### What to work on
Show each line of the entries below in which the word "struct" appears.

Records excerpted from a collection
[Start of section]

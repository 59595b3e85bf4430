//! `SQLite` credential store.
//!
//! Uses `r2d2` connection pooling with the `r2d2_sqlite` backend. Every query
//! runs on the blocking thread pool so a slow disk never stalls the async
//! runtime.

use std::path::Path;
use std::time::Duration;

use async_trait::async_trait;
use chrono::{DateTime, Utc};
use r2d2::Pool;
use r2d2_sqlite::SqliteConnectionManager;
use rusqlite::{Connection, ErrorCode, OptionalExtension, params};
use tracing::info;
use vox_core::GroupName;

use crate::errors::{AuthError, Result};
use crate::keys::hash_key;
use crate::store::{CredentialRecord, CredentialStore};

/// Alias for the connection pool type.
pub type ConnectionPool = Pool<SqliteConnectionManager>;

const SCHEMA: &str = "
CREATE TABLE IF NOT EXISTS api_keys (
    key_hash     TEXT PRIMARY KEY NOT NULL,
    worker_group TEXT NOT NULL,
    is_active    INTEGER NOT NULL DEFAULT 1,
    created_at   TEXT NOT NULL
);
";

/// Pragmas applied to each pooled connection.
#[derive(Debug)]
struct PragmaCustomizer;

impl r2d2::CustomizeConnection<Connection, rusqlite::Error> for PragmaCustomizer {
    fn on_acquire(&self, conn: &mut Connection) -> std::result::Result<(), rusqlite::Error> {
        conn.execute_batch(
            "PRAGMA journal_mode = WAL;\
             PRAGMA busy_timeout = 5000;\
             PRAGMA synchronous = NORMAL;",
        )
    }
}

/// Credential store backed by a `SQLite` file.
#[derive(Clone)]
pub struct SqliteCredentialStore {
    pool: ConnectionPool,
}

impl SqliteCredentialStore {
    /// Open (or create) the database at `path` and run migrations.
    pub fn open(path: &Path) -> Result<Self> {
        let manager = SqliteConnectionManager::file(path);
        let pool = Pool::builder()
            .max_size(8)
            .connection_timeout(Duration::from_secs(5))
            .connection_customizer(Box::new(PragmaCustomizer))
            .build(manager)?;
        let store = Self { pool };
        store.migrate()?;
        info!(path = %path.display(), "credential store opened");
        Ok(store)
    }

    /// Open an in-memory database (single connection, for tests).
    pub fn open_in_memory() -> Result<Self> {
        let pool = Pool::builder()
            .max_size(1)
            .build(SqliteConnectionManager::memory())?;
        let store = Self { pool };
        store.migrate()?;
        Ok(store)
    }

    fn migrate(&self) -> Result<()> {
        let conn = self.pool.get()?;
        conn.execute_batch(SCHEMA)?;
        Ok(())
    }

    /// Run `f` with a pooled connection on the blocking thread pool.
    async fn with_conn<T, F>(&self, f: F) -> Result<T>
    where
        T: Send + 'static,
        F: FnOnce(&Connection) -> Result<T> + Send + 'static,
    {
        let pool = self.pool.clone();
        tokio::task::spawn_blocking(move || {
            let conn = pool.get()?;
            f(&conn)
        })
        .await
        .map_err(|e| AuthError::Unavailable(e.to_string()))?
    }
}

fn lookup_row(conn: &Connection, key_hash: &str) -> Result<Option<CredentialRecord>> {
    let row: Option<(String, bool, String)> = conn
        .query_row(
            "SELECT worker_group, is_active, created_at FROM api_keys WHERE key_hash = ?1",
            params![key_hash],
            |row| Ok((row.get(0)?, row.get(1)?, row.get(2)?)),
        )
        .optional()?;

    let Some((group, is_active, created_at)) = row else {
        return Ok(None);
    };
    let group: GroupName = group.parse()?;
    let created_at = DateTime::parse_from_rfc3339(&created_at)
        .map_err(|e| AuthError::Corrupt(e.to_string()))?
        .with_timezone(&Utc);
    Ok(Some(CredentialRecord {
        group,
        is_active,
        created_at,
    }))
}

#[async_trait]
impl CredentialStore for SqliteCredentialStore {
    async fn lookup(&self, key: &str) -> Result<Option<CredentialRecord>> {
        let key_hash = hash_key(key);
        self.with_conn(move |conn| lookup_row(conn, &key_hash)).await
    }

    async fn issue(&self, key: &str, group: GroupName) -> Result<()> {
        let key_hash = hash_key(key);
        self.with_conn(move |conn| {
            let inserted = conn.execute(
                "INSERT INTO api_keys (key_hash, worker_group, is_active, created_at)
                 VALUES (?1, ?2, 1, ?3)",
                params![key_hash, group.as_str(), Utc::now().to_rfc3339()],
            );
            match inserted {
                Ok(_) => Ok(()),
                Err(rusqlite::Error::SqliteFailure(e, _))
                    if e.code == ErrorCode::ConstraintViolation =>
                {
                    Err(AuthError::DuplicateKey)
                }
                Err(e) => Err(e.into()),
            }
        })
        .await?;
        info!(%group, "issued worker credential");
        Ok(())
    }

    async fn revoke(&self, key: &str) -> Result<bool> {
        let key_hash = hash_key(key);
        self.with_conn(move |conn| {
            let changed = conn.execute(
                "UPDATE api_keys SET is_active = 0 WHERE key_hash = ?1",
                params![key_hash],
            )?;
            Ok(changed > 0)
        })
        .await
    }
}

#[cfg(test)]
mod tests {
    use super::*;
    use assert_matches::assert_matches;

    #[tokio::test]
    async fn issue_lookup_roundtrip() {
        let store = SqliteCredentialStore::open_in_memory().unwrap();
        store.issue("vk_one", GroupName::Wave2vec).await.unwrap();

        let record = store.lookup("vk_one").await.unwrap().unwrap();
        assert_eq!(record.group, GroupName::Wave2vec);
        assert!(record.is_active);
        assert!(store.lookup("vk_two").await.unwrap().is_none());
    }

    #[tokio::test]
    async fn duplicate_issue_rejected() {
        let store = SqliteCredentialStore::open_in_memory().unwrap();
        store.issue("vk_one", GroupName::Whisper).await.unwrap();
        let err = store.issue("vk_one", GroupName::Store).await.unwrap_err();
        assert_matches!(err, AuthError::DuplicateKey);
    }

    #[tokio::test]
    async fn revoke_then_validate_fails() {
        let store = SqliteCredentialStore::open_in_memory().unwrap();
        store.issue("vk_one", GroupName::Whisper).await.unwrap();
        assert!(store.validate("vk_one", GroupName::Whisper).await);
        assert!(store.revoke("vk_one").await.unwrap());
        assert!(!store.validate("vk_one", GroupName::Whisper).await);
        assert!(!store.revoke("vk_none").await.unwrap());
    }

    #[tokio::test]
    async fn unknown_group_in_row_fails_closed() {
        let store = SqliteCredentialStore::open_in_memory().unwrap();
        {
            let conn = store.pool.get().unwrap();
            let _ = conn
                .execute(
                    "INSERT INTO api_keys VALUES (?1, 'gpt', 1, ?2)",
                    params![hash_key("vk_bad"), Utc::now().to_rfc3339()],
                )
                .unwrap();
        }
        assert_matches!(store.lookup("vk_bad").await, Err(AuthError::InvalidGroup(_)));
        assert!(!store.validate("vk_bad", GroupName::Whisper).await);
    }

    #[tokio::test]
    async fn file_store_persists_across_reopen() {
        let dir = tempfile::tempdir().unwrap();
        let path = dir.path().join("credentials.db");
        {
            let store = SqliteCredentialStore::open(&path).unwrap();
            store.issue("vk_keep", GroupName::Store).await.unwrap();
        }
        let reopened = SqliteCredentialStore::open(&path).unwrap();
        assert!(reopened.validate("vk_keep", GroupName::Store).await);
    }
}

[End of section]
[Start of section]

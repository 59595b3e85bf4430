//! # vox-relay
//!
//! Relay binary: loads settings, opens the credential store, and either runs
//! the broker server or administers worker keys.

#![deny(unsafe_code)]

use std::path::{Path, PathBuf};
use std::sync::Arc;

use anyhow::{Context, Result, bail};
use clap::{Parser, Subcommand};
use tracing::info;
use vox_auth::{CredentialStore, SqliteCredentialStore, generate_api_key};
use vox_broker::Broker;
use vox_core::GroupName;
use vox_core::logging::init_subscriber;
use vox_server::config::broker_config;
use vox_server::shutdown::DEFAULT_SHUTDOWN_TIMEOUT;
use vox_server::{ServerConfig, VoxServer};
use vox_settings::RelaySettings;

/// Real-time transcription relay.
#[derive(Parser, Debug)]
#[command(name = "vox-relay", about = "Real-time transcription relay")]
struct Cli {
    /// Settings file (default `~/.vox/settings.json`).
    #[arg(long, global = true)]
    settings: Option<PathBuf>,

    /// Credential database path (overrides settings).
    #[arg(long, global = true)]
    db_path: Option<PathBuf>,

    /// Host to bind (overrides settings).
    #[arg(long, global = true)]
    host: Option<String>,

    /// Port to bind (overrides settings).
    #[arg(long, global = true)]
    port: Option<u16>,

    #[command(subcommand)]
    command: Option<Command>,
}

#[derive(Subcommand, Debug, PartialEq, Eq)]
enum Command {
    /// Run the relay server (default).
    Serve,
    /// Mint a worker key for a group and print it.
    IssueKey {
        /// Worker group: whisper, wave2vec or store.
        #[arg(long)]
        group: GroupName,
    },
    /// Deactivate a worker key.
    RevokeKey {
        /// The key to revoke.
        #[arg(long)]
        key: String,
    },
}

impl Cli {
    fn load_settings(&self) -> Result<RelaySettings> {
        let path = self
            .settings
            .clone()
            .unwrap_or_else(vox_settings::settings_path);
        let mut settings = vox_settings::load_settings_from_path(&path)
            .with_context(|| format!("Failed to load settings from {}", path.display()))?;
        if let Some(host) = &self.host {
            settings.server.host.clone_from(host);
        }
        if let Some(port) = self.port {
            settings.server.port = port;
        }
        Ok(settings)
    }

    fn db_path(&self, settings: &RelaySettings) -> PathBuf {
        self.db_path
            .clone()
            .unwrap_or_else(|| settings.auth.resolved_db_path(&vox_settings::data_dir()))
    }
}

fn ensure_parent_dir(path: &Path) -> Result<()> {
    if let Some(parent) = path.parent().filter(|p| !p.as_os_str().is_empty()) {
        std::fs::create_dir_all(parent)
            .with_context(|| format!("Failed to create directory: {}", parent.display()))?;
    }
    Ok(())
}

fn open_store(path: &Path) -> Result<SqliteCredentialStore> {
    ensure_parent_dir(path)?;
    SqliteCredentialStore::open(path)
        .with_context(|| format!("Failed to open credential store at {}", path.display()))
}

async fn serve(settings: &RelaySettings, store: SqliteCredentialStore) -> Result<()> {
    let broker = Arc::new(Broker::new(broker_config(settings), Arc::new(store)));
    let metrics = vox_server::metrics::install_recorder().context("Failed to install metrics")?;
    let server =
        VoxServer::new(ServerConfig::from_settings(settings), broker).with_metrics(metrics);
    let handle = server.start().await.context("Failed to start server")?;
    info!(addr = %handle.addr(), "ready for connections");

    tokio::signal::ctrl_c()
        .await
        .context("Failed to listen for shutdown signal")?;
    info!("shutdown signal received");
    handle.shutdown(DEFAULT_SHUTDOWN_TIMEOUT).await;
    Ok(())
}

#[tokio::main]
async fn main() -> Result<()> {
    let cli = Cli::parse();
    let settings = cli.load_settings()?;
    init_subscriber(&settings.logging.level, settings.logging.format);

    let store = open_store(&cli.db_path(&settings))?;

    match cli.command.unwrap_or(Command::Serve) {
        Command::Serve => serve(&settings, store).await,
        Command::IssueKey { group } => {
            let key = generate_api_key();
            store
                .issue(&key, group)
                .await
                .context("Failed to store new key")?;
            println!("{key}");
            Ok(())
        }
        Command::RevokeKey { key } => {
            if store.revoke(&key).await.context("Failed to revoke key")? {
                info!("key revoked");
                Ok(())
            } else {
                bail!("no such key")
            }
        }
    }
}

[End of section]

### Finished task
struct PragmaCustomizer;
pub struct SqliteCredentialStore {
struct Cli {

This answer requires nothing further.